## SUPPLIED RECORDS
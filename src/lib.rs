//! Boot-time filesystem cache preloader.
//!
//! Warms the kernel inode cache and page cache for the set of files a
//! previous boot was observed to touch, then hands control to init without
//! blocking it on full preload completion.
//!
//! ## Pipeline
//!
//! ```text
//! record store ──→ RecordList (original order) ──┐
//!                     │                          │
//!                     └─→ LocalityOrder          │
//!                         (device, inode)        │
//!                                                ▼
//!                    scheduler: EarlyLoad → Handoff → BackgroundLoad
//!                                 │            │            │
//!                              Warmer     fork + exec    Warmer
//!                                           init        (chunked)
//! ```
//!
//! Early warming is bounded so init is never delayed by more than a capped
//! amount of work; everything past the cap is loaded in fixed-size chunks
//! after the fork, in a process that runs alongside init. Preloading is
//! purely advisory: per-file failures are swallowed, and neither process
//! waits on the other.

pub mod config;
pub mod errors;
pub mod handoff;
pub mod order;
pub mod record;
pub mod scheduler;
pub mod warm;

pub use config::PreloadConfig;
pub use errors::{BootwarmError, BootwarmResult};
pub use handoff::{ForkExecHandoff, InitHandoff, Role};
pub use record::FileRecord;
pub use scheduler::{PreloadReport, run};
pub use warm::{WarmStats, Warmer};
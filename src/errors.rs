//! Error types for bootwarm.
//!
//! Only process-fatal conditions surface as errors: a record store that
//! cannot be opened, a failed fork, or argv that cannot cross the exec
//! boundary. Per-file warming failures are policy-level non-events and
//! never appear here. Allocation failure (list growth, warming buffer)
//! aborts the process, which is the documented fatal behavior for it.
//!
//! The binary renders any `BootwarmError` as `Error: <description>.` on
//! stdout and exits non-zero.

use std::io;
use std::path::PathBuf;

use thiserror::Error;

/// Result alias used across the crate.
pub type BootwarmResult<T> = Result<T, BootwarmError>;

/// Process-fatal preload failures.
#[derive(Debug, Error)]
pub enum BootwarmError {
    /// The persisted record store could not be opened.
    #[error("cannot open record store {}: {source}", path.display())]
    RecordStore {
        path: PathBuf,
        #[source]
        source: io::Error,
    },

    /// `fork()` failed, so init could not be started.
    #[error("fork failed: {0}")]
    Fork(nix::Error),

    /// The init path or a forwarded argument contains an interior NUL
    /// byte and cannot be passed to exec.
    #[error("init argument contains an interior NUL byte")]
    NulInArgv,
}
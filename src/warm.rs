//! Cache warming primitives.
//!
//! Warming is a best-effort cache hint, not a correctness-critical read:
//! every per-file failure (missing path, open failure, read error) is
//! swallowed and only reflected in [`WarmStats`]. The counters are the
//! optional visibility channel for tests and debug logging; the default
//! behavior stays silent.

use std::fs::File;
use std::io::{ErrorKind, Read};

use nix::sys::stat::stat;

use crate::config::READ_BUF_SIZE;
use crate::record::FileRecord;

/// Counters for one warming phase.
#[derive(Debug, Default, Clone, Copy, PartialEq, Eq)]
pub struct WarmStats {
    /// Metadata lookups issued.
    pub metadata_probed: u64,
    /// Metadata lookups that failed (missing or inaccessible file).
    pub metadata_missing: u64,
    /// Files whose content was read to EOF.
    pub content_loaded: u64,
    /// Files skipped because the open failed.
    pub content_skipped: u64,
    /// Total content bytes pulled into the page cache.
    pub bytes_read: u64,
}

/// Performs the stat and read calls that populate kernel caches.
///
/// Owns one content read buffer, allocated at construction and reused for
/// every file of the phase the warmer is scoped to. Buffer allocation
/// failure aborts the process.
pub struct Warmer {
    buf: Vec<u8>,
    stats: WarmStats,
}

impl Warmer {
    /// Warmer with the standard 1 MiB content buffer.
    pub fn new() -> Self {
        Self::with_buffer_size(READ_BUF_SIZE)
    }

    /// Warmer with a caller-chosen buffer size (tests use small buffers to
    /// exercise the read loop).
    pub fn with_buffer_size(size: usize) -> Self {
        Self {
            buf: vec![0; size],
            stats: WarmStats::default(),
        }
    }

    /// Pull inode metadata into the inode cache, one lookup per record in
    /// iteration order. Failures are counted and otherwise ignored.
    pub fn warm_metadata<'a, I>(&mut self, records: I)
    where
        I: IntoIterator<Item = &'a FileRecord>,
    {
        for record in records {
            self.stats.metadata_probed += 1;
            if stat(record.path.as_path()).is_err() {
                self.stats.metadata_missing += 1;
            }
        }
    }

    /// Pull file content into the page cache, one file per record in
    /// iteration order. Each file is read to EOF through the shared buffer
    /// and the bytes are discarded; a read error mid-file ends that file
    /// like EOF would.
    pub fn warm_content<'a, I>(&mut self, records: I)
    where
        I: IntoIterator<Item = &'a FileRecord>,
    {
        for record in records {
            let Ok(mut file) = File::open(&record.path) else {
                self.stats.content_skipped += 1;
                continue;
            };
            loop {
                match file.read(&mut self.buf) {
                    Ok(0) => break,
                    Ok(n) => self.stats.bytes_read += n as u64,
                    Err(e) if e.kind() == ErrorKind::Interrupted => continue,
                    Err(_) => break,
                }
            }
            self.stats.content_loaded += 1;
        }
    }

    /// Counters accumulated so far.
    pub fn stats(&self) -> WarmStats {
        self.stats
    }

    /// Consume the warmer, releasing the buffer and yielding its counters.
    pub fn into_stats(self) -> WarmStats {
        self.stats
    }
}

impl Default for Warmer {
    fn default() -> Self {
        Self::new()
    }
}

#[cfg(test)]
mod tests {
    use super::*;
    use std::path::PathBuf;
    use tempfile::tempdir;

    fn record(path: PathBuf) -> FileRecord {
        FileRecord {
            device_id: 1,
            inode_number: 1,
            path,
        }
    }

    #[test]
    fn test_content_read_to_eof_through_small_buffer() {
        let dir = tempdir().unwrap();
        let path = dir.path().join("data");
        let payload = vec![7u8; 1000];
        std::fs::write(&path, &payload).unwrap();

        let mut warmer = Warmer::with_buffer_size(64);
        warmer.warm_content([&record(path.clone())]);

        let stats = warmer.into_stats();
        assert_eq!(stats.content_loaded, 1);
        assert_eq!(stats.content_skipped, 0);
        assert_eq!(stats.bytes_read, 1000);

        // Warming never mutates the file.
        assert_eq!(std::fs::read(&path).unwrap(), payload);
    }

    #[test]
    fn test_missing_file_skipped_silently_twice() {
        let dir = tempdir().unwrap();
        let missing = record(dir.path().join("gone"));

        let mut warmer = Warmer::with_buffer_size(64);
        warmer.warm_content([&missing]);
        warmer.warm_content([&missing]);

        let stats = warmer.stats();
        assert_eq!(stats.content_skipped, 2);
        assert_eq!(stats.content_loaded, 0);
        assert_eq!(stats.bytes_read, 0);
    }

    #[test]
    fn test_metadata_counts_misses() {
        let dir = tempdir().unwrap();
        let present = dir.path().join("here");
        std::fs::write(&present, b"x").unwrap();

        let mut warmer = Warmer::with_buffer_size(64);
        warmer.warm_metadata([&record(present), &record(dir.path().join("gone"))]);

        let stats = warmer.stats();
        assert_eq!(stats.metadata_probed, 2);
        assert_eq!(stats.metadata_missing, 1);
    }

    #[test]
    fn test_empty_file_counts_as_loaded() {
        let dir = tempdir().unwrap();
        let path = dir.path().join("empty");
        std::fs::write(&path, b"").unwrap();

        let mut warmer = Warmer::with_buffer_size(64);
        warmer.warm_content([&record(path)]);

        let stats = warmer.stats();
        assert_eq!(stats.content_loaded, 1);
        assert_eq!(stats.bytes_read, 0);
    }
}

## WORK INSTRUCTION
Every line in the data above that includes the word "phase" should be copied.

## YOUR SOLUTION
/// Counters for one warming phase.
/// every file of the phase the warmer is scoped to. Buffer allocation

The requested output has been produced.